● TASK INSTRUCTIONS:
What lines in the listing include "open"? Return a copy of each.

● SUPPLIED MATERIAL:
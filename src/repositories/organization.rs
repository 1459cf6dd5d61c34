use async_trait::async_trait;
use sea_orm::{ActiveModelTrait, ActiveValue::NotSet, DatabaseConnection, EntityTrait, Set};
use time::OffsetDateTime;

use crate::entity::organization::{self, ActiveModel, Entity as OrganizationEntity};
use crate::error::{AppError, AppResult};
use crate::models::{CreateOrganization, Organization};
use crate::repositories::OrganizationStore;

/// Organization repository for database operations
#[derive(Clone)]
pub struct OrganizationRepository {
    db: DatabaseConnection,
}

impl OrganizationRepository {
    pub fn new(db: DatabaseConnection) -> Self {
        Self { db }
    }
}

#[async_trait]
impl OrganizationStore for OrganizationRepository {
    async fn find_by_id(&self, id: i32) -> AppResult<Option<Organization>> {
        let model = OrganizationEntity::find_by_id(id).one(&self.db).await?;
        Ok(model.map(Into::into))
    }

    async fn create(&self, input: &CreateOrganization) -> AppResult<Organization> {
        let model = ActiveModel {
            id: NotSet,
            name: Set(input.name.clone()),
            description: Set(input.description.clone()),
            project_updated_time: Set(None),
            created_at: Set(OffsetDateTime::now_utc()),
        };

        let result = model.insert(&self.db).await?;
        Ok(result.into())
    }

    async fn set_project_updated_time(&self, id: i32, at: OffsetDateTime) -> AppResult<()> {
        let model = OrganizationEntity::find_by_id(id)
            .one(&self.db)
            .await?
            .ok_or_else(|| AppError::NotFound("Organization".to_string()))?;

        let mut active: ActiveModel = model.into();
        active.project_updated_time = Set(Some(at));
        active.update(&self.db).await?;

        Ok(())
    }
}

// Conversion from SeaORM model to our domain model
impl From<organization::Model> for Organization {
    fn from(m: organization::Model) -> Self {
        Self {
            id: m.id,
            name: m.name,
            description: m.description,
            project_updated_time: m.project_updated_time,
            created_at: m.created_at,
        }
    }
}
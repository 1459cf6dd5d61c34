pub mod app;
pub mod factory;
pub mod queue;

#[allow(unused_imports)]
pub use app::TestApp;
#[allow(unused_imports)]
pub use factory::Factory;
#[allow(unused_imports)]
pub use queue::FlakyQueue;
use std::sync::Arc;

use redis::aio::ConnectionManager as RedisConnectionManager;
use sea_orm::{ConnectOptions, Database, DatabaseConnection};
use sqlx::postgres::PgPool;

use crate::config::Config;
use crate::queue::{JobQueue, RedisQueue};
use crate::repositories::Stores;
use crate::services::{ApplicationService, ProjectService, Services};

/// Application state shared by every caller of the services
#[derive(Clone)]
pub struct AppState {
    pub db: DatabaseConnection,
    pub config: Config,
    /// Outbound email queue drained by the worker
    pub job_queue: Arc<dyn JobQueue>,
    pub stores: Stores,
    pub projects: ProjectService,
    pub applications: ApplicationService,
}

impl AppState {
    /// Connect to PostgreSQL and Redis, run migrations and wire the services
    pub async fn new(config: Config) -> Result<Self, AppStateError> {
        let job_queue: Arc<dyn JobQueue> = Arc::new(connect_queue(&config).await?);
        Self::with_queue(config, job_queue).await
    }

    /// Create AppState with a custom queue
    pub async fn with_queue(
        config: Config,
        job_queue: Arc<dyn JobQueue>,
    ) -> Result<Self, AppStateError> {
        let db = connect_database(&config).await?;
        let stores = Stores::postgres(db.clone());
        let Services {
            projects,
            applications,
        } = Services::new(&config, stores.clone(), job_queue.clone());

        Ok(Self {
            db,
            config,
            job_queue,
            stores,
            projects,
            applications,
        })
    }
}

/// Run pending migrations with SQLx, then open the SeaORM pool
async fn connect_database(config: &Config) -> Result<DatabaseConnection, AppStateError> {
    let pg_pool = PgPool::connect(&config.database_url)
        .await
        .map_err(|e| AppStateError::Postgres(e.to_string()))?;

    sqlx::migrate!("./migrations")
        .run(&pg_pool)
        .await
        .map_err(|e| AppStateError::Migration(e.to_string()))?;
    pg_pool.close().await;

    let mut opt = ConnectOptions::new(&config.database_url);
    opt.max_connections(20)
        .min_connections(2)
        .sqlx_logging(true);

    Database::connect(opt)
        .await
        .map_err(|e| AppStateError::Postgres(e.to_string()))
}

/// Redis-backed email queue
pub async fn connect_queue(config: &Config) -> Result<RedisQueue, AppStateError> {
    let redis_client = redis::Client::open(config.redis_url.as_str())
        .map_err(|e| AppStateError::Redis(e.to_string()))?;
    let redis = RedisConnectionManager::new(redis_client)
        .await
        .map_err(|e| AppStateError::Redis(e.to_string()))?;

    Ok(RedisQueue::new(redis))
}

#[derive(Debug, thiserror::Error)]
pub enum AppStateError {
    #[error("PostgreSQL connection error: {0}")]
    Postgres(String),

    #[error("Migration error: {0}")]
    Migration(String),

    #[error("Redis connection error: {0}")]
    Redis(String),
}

● RESULT OF THIS EXERCISE:
/// Run pending migrations with SQLx, then open the SeaORM pool
    let redis_client = redis::Client::open(config.redis_url.as_str())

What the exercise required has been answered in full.